Djordjevic suffered a fractured upper jaw, several broken teeth, and damage to his eye that was repaired by an operation. His family has decided to sue the officers involved.
Police are currently investigating the entire incident. In the late night hours of 25 May and the early morning hours of 26 May, Djordjevic and a friend were attempting to steal a scooter.
Once police officers noticed what they were up to, they began to chase them. “There were four of them. One handcuffed me and kneeled on my shoulder. A policewoman held down my feet and then a bearded officer kicked me in the face,” Djordjevic said in an interview with the Loopsider news server in France, adding that while he is aware that what he had been doing was stupid, what the officers did to him was horrible.
The officers then transported Djordjevic to the police station in Bondy, where they called his mother and told her he had been arrested for stealing a scooter. According to the telegraf news server in Serbia, she then called the police service to ask whether her son had suffered any injuries and whether he was ok.
According to the mother, the police assured her, more than once, that her son was fine. Several hours later she received a call from Jean Verdier, an employee at the hospital in Bondy.
The medical report from the facility where Djordjevic was transported indicates he suffered facial and skull injuries. He suffered a fracture to his upper jaw, several broken teeth, and had to undergo an operation to save his eye after the brutal attack.
Djordjevic’s family has filed a crime report against the officers who participated in the brutal attack. “I would have preferred they arrest him and send him to prison than that they abuse him like that,” his mother told the telegraf news server.
On Monday, 1 June, about 100 people assembled in Bondy to protest the police intervention against the Romani youth. The boy, according to his family, has not yet recovered from the attack.

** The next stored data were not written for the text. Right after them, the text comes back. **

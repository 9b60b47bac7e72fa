//! In-memory board backing the command-line tool and the tests

use super::geometry::{point_in_polygon, point_near_outline, segment_intersects_rect, segment_rect_distance};
use super::region::{BoardRegion, GeometryError};
use super::types::*;
use tracing::debug;

/// Board contents as loaded from a board document
#[derive(Debug, Clone, Default)]
pub struct Board {
    pub nets: Vec<String>,
    pub zones: Vec<Zone>,
    pub pads: Vec<Pad>,
    pub tracks: Vec<Track>,
    pub drawings: Vec<Drawing>,
    pub vias: Vec<Via>,
    next_via_id: ViaId,
}

impl Board {
    pub fn new() -> Self {
        Self::default()
    }

    /// Register a net name; duplicates are ignored
    pub fn add_net(&mut self, name: &str) {
        if !self.nets.iter().any(|n| n == name) {
            self.nets.push(name.to_string());
        }
    }

    /// Insert a via that already has an id (document load)
    pub fn push_via(&mut self, via: Via) {
        self.next_via_id = self.next_via_id.max(via.id + 1);
        self.vias.push(via);
    }

    /// Vias on `net` carrying `marker`
    pub fn vias_with_marker<'a>(&'a self, net: &'a str, marker: u32) -> impl Iterator<Item = &'a Via> + 'a {
        self.vias
            .iter()
            .filter(move |v| v.net_name == net && v.marker == Some(marker))
    }
}

fn pad_bounds(pad: &Pad) -> Rect {
    Rect::new(
        pad.position.offset(-pad.width / 2, -pad.height / 2),
        pad.width,
        pad.height,
    )
}

fn track_bounds(track: &Track) -> Option<Rect> {
    let half = track.width / 2;
    Rect::bounding([track.start, track.end]).map(|r| {
        Rect::new(r.origin.offset(-half, -half), r.width + track.width, r.height + track.width)
    })
}

impl BoardRegion for Board {
    fn bounding_box(&self) -> Rect {
        let rects = self
            .zones
            .iter()
            .filter_map(|z| z.outline.bounds())
            .chain(self.pads.iter().map(pad_bounds))
            .chain(self.tracks.iter().filter_map(track_bounds))
            .chain(self.drawings.iter().map(|d| d.bbox))
            .chain(self.vias.iter().map(|v| Rect::centered_square(v.position, v.diameter / 2)));

        rects.reduce(|acc, r| acc.merge(&r)).unwrap_or_default()
    }

    fn has_net(&self, name: &str) -> bool {
        self.nets.iter().any(|n| n == name)
    }

    fn zones(&self) -> &[Zone] {
        &self.zones
    }

    fn pads(&self) -> &[Pad] {
        &self.pads
    }

    fn tracks(&self) -> &[Track] {
        &self.tracks
    }

    fn drawings(&self) -> &[Drawing] {
        &self.drawings
    }

    fn vias(&self) -> &[Via] {
        &self.vias
    }

    fn zone_hit_filled(&self, zone: &Zone, p: Point) -> bool {
        zone.filled_polygons.iter().any(|poly| point_in_polygon(p, poly))
    }

    fn zone_hit_edge(&self, zone: &Zone, p: Point, accuracy: Coord) -> bool {
        point_near_outline(p, &zone.outline, accuracy as f64)
    }

    fn zone_hit_inside(&self, zone: &Zone, p: Point) -> bool {
        point_in_polygon(p, &zone.outline)
    }

    fn pad_hits_rect(&self, pad: &Pad, rect: &Rect) -> Result<bool, GeometryError> {
        if pad.width <= 0 || pad.height <= 0 {
            return Err(GeometryError::DegenerateGeometry(format!(
                "pad at ({}, {}) has size {}x{}",
                pad.position.x, pad.position.y, pad.width, pad.height
            )));
        }

        let hit = match pad.shape {
            PadShape::Rect => pad_bounds(pad).intersects(rect),
            PadShape::Circle => {
                let radius = pad.max_size() as f64 / 2.0;
                segment_rect_distance(pad.position, pad.position, rect) <= radius
            }
            PadShape::Oval => {
                // Stadium along the long axis
                let radius = pad.width.min(pad.height) / 2;
                let (a, b) = if pad.width >= pad.height {
                    let half = pad.width / 2 - radius;
                    (pad.position.offset(-half, 0), pad.position.offset(half, 0))
                } else {
                    let half = pad.height / 2 - radius;
                    (pad.position.offset(0, -half), pad.position.offset(0, half))
                };
                segment_rect_distance(a, b, rect) <= radius as f64
            }
        };
        Ok(hit)
    }

    fn track_hits_rect(&self, track: &Track, rect: &Rect) -> Result<bool, GeometryError> {
        if track.width < 0 {
            return Err(GeometryError::DegenerateGeometry(format!(
                "track ({}, {})-({}, {}) has negative width {}",
                track.start.x, track.start.y, track.end.x, track.end.y, track.width
            )));
        }
        Ok(segment_intersects_rect(track.start, track.end, rect))
    }

    fn add_via(&mut self, via: NewVia) -> ViaId {
        let id = self.next_via_id;
        self.next_via_id += 1;
        self.vias.push(Via {
            id,
            position: via.position,
            diameter: via.diameter,
            drill: via.drill,
            via_type: via.via_type,
            net_name: via.net_name,
            marker: via.marker,
        });
        id
    }

    fn remove_via(&mut self, id: ViaId) -> Option<Via> {
        let index = self.vias.iter().position(|v| v.id == id)?;
        Some(self.vias.remove(index))
    }

    fn add_zone(&mut self, zone: Zone) {
        self.zones.push(zone);
    }

    /// Pours each copper zone over its whole outline; keepouts stay empty.
    /// Clearance knockouts are not computed.
    fn refill_zones(&mut self) {
        for zone in &mut self.zones {
            zone.filled_polygons.clear();
            if !zone.is_keepout() && zone.outline.outer_ring.len() >= 3 {
                zone.filled_polygons.push(zone.outline.clone());
            }
        }
        debug!("Refilled {} zones", self.zones.len());
    }
}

“Whenever he eats he immediately vomits and is very disturbed. We are demanding that these police be punished, and we are demanding that officers be better trained,” said Serif Djordjevic, Gabriel’s brother.
French Interior Minister Christophe Castaner, according to the British daily The Guardian, said he is anticipating the internal affairs detectives will investigate the situation. He also insisted that in the future officers must have their service numbers attached in a visible place and must use their body cameras.